As soon as I got home, I made sure Mami was ready to go.  She asked "de que hija?" (For what my daughter).  I was stressed from work and to come home to someone not ready to go frazzled me.  "UFF" I urged her to get ready quickly as I went across the street to get the kids.  Everyone was packed in the car and we got there barely able to squeeze into the building.

Both kids were honary, throwing themselves on the floor with any type of suggestion to stand by me.  Mami looked stressed, I was stressed.  Mami has limited mobility so really the only one that could keep up with these types of moments is me.  I tried to take a few pictures of the Things by the tree before they lit it, and of course the camera battery had died! I had to pull out my blackberry to take pictures and this is what happened:

Liliana "I get tree!"

Please look over here!

Halfway decent shot

Losing it

Right after this and during the singing, both kids layed on the floor and screamed.  I want the tree! I want outside! I want present!  I lost it in the middle of  "Hark the Angels Sing".  My "angels" were not singing, mine were SCREAMING.  In my head I was doing the very same thing.  I picked them up kicking and screaming dragged them out and just gave Mami that look of "WE ARE OUT!!".  The whole time driving home both Things  were screaming "BACK! BACK!" There was no way, they were done, and I was done.

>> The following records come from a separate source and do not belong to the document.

//! Persistence of resource files, resources, translations and translation needs.
//!
//! The orchestrator talks to storage through [`TranslationStore`]. An upload is
//! handed over as one [`ImportRequest`] so the store can write it atomically,
//! including the find-or-create of translation needs.

mod sqlite;

pub use sqlite::SqliteStore;

use thiserror::Error;
use uuid::Uuid;

use crate::types::{Component, Project, ResourceFile, ResourceTranslation, TranslatableResource};

#[derive(Error, Debug)]
pub enum StoreError {
    #[error("database error: {0}")]
    Sqlite(#[from] rusqlite::Error),

    #[error("a file named `{name}` already exists for component `{component_id}`")]
    Conflict { component_id: Uuid, name: String },

    #[error("{entity} `{id}` not found")]
    NotFound { entity: &'static str, id: Uuid },
}

/// A component with the project (and so the solution) that owns it.
#[derive(Debug, Clone, PartialEq, Eq)]
pub struct ComponentContext {
    pub component: Component,
    pub project: Project,
}

impl ComponentContext {
    pub fn solution_id(&self) -> Uuid {
        self.project.solution_id
    }
}

/// Translation to create for an imported resource.
#[derive(Debug, Clone, PartialEq, Eq)]
pub struct ImportedTranslation {
    /// Code of the translation need, created on demand in the solution.
    pub language: String,
    pub validated_value: Option<String>,
    pub suggested_value: Option<String>,
    pub status: String,
}

/// Resource to create, with its translations.
#[derive(Debug, Clone, PartialEq, Eq)]
pub struct ImportedResource {
    pub key: String,
    pub source_value: String,
    pub description: Option<String>,
    pub translations: Vec<ImportedTranslation>,
}

/// Everything one upload writes.
#[derive(Debug, Clone, PartialEq, Eq)]
pub struct ImportRequest {
    pub name: String,
    pub component_id: Uuid,
    pub project_id: Uuid,
    /// Scope of the translation needs created on demand.
    pub solution_id: Uuid,
    /// Resources in source order; keys are distinct.
    pub resources: Vec<ImportedResource>,
}

/// A resource file with its resources and their translations.
#[derive(Debug, Clone, PartialEq, Eq)]
pub struct ResourceFileSnapshot {
    pub file: ResourceFile,
    /// In source order.
    pub resources: Vec<TranslatableResource>,
    /// Grouped by resource, in creation order.
    pub translations: Vec<ResourceTranslation>,
}

pub trait TranslationStore {
    fn find_component(&self, id: Uuid) -> Result<Option<ComponentContext>, StoreError>;

    fn resource_file_exists(&self, component_id: Uuid, name: &str) -> Result<bool, StoreError>;

    /// Writes the whole request or nothing. A file of the same name in the
    /// component yields [`StoreError::Conflict`].
    fn import(&mut self, request: ImportRequest) -> Result<ResourceFile, StoreError>;

    /// Point-in-time read of one file's resource/translation graph.
    fn load_resource_file(&self, id: Uuid) -> Result<Option<ResourceFileSnapshot>, StoreError>;
}
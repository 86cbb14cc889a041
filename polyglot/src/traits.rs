//! Traits for format-agnostic parsing and serialization in polyglot.

use std::io::{BufRead, Cursor, Read, Write};

use crate::{
    error::Error,
    types::{ResourceTranslation, TranslatableResource, TranslationFileParseResult},
};

/// Reads a translation file into the normalized entry model.
///
/// # Example
///
/// ```rust
/// use polyglot::formats::JsonFormat;
/// use polyglot::traits::TranslationFileParser;
///
/// let result = JsonFormat.parse_str(r#"{"Hello": "Bonjour"}"#)?;
/// assert_eq!(result.entries.len(), 1);
/// assert!(result.languages.is_empty());
/// # Ok::<(), polyglot::Error>(())
/// ```
pub trait TranslationFileParser: Send + Sync {
    /// Returns true if the parser handles the given extension (e.g. `.resx`).
    fn can_parse(&self, file_extension: &str) -> bool;

    /// Parse from any reader. An empty file yields zero entries, not an error.
    fn parse(&self, reader: &mut dyn BufRead) -> Result<TranslationFileParseResult, Error>;

    /// Parse from bytes.
    fn parse_bytes(&self, bytes: &[u8]) -> Result<TranslationFileParseResult, Error> {
        self.parse(&mut Cursor::new(bytes))
    }

    /// Parse from a string.
    fn parse_str(&self, s: &str) -> Result<TranslationFileParseResult, Error> {
        self.parse_bytes(s.as_bytes())
    }
}

/// Writes resources and their translations for one language.
///
/// Exporting never fails because of missing data: unresolved values become the
/// [`crate::placeholder`]. Errors only come from the output sink.
pub trait TranslationFileExporter: Send + Sync {
    /// The extension (e.g. `.json`) this exporter produces.
    fn file_extension(&self) -> &'static str;

    /// MIME type of the produced bytes.
    fn content_type(&self) -> &'static str {
        "application/octet-stream"
    }

    /// Write to any writer (file, memory, etc.).
    fn export_to(
        &self,
        resources: &[TranslatableResource],
        translations: &[ResourceTranslation],
        language: &str,
        writer: &mut dyn Write,
    ) -> Result<(), Error>;

    /// Export into an in-memory buffer.
    fn export(
        &self,
        resources: &[TranslatableResource],
        translations: &[ResourceTranslation],
        language: &str,
    ) -> Result<Vec<u8>, Error> {
        let mut buf = Vec::new();
        self.export_to(resources, translations, language, &mut buf)?;
        Ok(buf)
    }
}

/// Reads the whole input as text.
///
/// A UTF-8 or UTF-16 BOM selects the decoding; input without a BOM must be
/// valid UTF-8.
pub(crate) fn read_text(reader: &mut dyn BufRead) -> Result<String, Error> {
    // Auto-detect BOM, decode to UTF-8; passthrough everything else
    let mut decoder = encoding_rs_io::DecodeReaderBytesBuilder::new()
        .bom_override(true)
        .build(reader);

    let mut decoded = String::new();
    decoder.read_to_string(&mut decoded)?;
    Ok(decoded)
}

#[cfg(test)]
mod tests {
    use super::*;

    #[test]
    fn test_read_text_utf8() {
        let text = read_text(&mut Cursor::new("héllo".as_bytes())).unwrap();
        assert_eq!(text, "héllo");
    }

    #[test]
    fn test_read_text_strips_utf8_bom() {
        let mut bytes = vec![0xEF, 0xBB, 0xBF];
        bytes.extend_from_slice(b"{}");
        let text = read_text(&mut Cursor::new(bytes)).unwrap();
        assert_eq!(text, "{}");
    }

    #[test]
    fn test_read_text_decodes_utf16le() {
        let mut bytes = vec![0xFF, 0xFE];
        for unit in "msgid".encode_utf16() {
            bytes.extend_from_slice(&unit.to_le_bytes());
        }
        let text = read_text(&mut Cursor::new(bytes)).unwrap();
        assert_eq!(text, "msgid");
    }

    #[test]
    fn test_read_text_rejects_invalid_utf8() {
        let result = read_text(&mut Cursor::new(vec![0x66, 0xFF, 0xFE, 0x66]));
        assert!(matches!(result, Err(Error::Io(_))));
    }
}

As soon as we got home I put both kids to bed and sat exhausted, drained and with very little energy for much more.  I cried.  I cried because I never planned to do this without someone there with me. Not only for the kids but for me as well.  I have been stressed, spread thinnly in my time, and I was thinking Wonder Woman, but in reality I'm not.  I'm just a single mom with two very busy toddlers and an aging mom, who all ask a lot of my time from me.  So that very moment with all the things that I had piled on my plate something had to give.  The corn gibblets, the gravy, the bun, the whole "shibang" came tumbling down.  I felt very lonely and the tears just poured.  I let it all spill out on my facebook page and the most spectacular thing happened.  Other single mom's could relate and told me I would be ok. I needed that hug, even if it was virtual.  Thank you friends.

After this lovely treat :

Yes, that is a rice crispy treat and a glass of wine! 
I was able to breath and move forward to the next morning.  I kissed my babies and even though I am alone and stressed, I know I'm not the only single mom that goes through this and hey I've known some married mom's who have that slow come apart moment. Have you as a parent had a come apart moment?